Task to complete: Repeat exactly the lines from the start of the material below up to and including the "use std::path::Path;" line.
------------------------------------
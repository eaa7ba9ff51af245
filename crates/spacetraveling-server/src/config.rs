// File: spacetraveling-server/src/config.rs
// Purpose: Configuration parsing from spacetraveling.toml and the environment

use anyhow::{Context, Result};
use serde::{Deserialize, Serialize};
use spacetraveling_isr::IsrTomlConfig;
use std::fs;
use std::path::Path;

pub const DEFAULT_CONFIG_FILE: &str = "spacetraveling.toml";

/// Application configuration
#[derive(Debug, Clone, Serialize, Deserialize, Default)]
pub struct Config {
    #[serde(default)]
    pub server: ServerConfig,

    #[serde(default)]
    pub prismic: PrismicConfig,

    #[serde(default)]
    pub isr: IsrTomlConfig,
}

/// Server configuration
#[derive(Debug, Clone, Serialize, Deserialize)]
pub struct ServerConfig {
    #[serde(default = "default_port")]
    pub port: u16,

    #[serde(default = "default_host")]
    pub host: String,
}

/// Content repository configuration
#[derive(Debug, Clone, Serialize, Deserialize)]
pub struct PrismicConfig {
    /// API root, e.g. https://my-repo.cdn.prismic.io/api/v2
    #[serde(default)]
    pub endpoint: String,

    #[serde(default)]
    pub access_token: Option<String>,

    /// Custom type holding the blog posts
    #[serde(default = "default_document_type")]
    pub document_type: String,

    /// Posts per listing page and per "load more"
    #[serde(default = "default_page_size")]
    pub page_size: u32,
}

fn default_port() -> u16 {
    3000
}

fn default_host() -> String {
    "127.0.0.1".to_string()
}

fn default_document_type() -> String {
    "posts".to_string()
}

fn default_page_size() -> u32 {
    1
}

impl Default for ServerConfig {
    fn default() -> Self {
        Self {
            port: default_port(),
            host: default_host(),
        }
    }
}

impl Default for PrismicConfig {
    fn default() -> Self {
        Self {
            endpoint: String::new(),
            access_token: None,
            document_type: default_document_type(),
            page_size: default_page_size(),
        }
    }
}

impl Config {
    /// Load configuration from a TOML file
    pub fn load(path: impl AsRef<Path>) -> Result<Self> {
        let path = path.as_ref();

        if !path.exists() {
            return Ok(Self::default());
        }

        let content = fs::read_to_string(path)
            .with_context(|| format!("Failed to read config file: {:?}", path))?;

        if content.trim().is_empty() {
            return Ok(Self::default());
        }

        let config: Config = toml::from_str(&content)
            .with_context(|| format!("Failed to parse config file: {:?}", path))?;

        Ok(config)
    }

    /// Load ./spacetraveling.toml, then apply environment overrides
    pub fn load_default() -> Result<Self> {
        let mut config = Self::load(DEFAULT_CONFIG_FILE)?;
        config.apply_overrides(|key| std::env::var(key).ok())?;
        Ok(config)
    }

    /// Override file values with `PRISMIC_ENDPOINT`, `PRISMIC_ACCESS_TOKEN`
    /// and `PORT` when `lookup` has them.
    pub fn apply_overrides<F>(&mut self, lookup: F) -> Result<()>
    where
        F: Fn(&str) -> Option<String>,
    {
        if let Some(endpoint) = lookup("PRISMIC_ENDPOINT") {
            self.prismic.endpoint = endpoint;
        }
        if let Some(token) = lookup("PRISMIC_ACCESS_TOKEN") {
            self.prismic.access_token = Some(token);
        }
        if let Some(port) = lookup("PORT") {
            self.server.port = port
                .parse()
                .with_context(|| format!("PORT is not a valid port: {port}"))?;
        }
        Ok(())
    }

    /// Reject settings the server cannot start with
    pub fn validate(&self) -> Result<()> {
        if self.prismic.endpoint.trim().is_empty() {
            anyhow::bail!("prismic.endpoint is not set (or PRISMIC_ENDPOINT)");
        }
        if self.prismic.page_size == 0 {
            anyhow::bail!("prismic.page_size must be greater than zero");
        }
        Ok(())
    }
}
// Copyright 2026 the Verge Authors
// SPDX-License-Identifier: Apache-2.0 OR MIT

//! Tests for the `verge_drawer` crate.
//!
//! These exercise whole-drawer scenarios end to end: flags in, geometry and
//! registry effects out, with a focus on the interactions between modes
//! (permanence × visibility × rail × hover × edge).

use verge_drawer::{Alignment, DockFlags, Drawer, DrawerConfig, DrawerState};
use verge_layout::{Edge, LayoutRegistry, PanelId};

const ID: PanelId = PanelId::new(0);

fn drawer(config: DrawerConfig) -> Drawer {
    Drawer::new(ID, config)
}

#[test]
fn open_temporary_drawer_overlays_without_reserving() {
    // {permanent:false, stateless:false, temporary:true, open:true,
    //  rail:false, width:300} → no reservation, width 300, translate 0%.
    let mut layout = LayoutRegistry::new();
    let mut drawer = drawer(DrawerConfig {
        temporary: true,
        open: Some(true),
        width: 300.0,
        ..DrawerConfig::default()
    });

    let frame = drawer.frame(&mut layout);
    assert!(!frame.placement.reserves_space);
    assert_eq!(frame.reserved, 0.0);
    assert_eq!(frame.style.width, 300.0);
    assert_eq!(frame.style.translate.percent, 0.0);
    assert_eq!(frame.placement.state, DrawerState::OpenOverlay);
    assert_eq!(layout.reserved_on(Edge::Left), 0.0);
}

#[test]
fn hovered_permanent_rail_expands_on_screen_only() {
    // {permanent:true, rail:true, rail_width:72, expand_on_hover:true,
    //  hovering:true} → reserves 72, visible width = declared width.
    let mut layout = LayoutRegistry::new();
    let mut drawer = drawer(DrawerConfig {
        permanent: true,
        rail: true,
        expand_on_hover: true,
        ..DrawerConfig::default()
    });
    drawer.pointer_enter();

    let frame = drawer.frame(&mut layout);
    assert!(frame.placement.reserves_space);
    assert_eq!(frame.reserved, 72.0);
    assert_eq!(frame.style.width, 256.0);
    assert_eq!(layout.reserved_on(Edge::Left), 72.0);
    assert!(frame.classes.iter().any(|class| class == "is-hovering"));
}

#[test]
fn invalid_alignment_is_rejected_and_the_drawer_still_renders() {
    let mut layout = LayoutRegistry::new();
    let mut drawer = drawer(DrawerConfig::default());

    let mut rejected = false;
    drawer.edit(|config| {
        rejected = config.set_aligned_name("middle").is_err();
    });
    assert!(rejected);
    assert_eq!(drawer.config().aligned, Alignment::Start);

    let frame = drawer.frame(&mut layout);
    assert!(frame.classes.iter().any(|class| class == "aligned-start"));
    assert_eq!(frame.reserved, 256.0);
}

#[test]
fn hidden_drawer_slides_toward_its_own_edge() {
    let mut layout = LayoutRegistry::new();

    for (dock, expected) in [
        (DockFlags::LEFT, "translateX(-100%)"),
        (DockFlags::RIGHT, "translateX(100%)"),
        (DockFlags::BOTTOM, "translateY(100%)"),
        (DockFlags::LEFT | DockFlags::BOTTOM, "translateY(100%)"),
    ] {
        let mut drawer = Drawer::new(
            PanelId::new(u32::from(dock.bits())),
            DrawerConfig {
                open: Some(false),
                dock,
                ..DrawerConfig::default()
            },
        );
        let frame = drawer.frame(&mut layout);
        assert_eq!(frame.style.translate.to_string(), expected, "dock={dock:?}");
    }
}

#[test]
fn permanent_drawer_ignores_the_open_toggle_for_reservation() {
    let mut layout = LayoutRegistry::new();
    let mut drawer = drawer(DrawerConfig {
        permanent: true,
        open: Some(false),
        ..DrawerConfig::default()
    });

    let frame = drawer.frame(&mut layout);
    assert!(frame.placement.reserves_space);
    assert_eq!(frame.reserved, 256.0);
    // Stateful drawers also never slide off screen.
    assert_eq!(frame.style.translate.percent, 0.0);
    assert_eq!(frame.placement.state, DrawerState::Permanent);
}

#[test]
fn stateless_temporary_drawer_still_reserves() {
    // Ambiguous upstream; stateless dominates by the reservation rules.
    let mut layout = LayoutRegistry::new();
    let mut drawer = drawer(DrawerConfig {
        stateless: true,
        temporary: true,
        open: Some(false),
        ..DrawerConfig::default()
    });

    let frame = drawer.frame(&mut layout);
    assert_eq!(frame.reserved, 256.0);
    assert_eq!(layout.reserved_on(Edge::Left), 256.0);
}

#[test]
fn mobile_seeding_starts_closed_and_stays_caller_controlled() {
    let mut layout = LayoutRegistry::new();
    let mut drawer = drawer(DrawerConfig {
        mobile: true,
        ..DrawerConfig::default()
    });

    drawer.frame(&mut layout);
    assert_eq!(drawer.is_open(), Some(false));

    // The user opens it; nothing re-seeds it closed.
    drawer.set_open(true);
    let frame = drawer.frame(&mut layout);
    assert_eq!(drawer.is_open(), Some(true));

    // Mobile does not force overlay accounting: an open non-temporary
    // drawer reserves space even on mobile.
    assert_eq!(frame.reserved, 256.0);
    assert!(frame.classes.iter().any(|class| class == "temporary"));
}

#[test]
fn rail_toggle_resizes_the_reservation_in_place() {
    let mut layout = LayoutRegistry::new();
    let mut drawer = drawer(DrawerConfig {
        permanent: true,
        ..DrawerConfig::default()
    });

    let frame = drawer.frame(&mut layout);
    assert_eq!(frame.reserved, 256.0);

    drawer.edit(|config| config.rail = true);
    let frame = drawer.frame(&mut layout);
    assert_eq!(frame.reserved, 72.0);
    assert_eq!(layout.reserved_on(Edge::Left), 72.0);
    assert_eq!(layout.len(), 1);
}

#[test]
fn two_drawers_share_an_edge_without_overlapping() {
    let mut layout = LayoutRegistry::new();
    let mut nav = Drawer::new(
        PanelId::new(0),
        DrawerConfig {
            permanent: true,
            priority: 10,
            ..DrawerConfig::default()
        },
    );
    let mut tools = Drawer::new(
        PanelId::new(1),
        DrawerConfig {
            permanent: true,
            rail: true,
            ..DrawerConfig::default()
        },
    );

    let nav_frame = nav.frame(&mut layout);
    let tools_frame = tools.frame(&mut layout);

    assert_eq!(nav_frame.offset, 0.0);
    assert_eq!(tools_frame.offset, 256.0);
    assert_eq!(layout.reserved_on(Edge::Left), 328.0);

    // Tearing the first drawer down repositions the second.
    nav.detach(&mut layout);
    let tools_frame = tools.frame(&mut layout);
    assert_eq!(tools_frame.offset, 0.0);
}

#[test]
fn right_docked_drawer_accounts_on_the_right_edge() {
    let mut layout = LayoutRegistry::new();
    let mut drawer = drawer(DrawerConfig {
        dock: DockFlags::RIGHT,
        open: Some(true),
        ..DrawerConfig::default()
    });

    let frame = drawer.frame(&mut layout);
    assert_eq!(frame.placement.layout_edge, Edge::Right);
    assert_eq!(layout.reserved_on(Edge::Right), 256.0);
    assert_eq!(layout.reserved_on(Edge::Left), 0.0);
    assert!(frame.classes.iter().any(|class| class == "end"));
    assert!(frame.classes.iter().all(|class| class != "start"));
}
------------------------------------
Written response:
repository eaa7ba9ff51af245
filename crates/spacetraveling-server/src/config.rs
// File: spacetraveling-server/src/config.rs
// Purpose: Configuration parsing from spacetraveling.toml and the environment

use anyhow::{Context, Result};
use serde::{Deserialize, Serialize};
use spacetraveling_isr::IsrTomlConfig;
use std::fs;
use std::path::Path;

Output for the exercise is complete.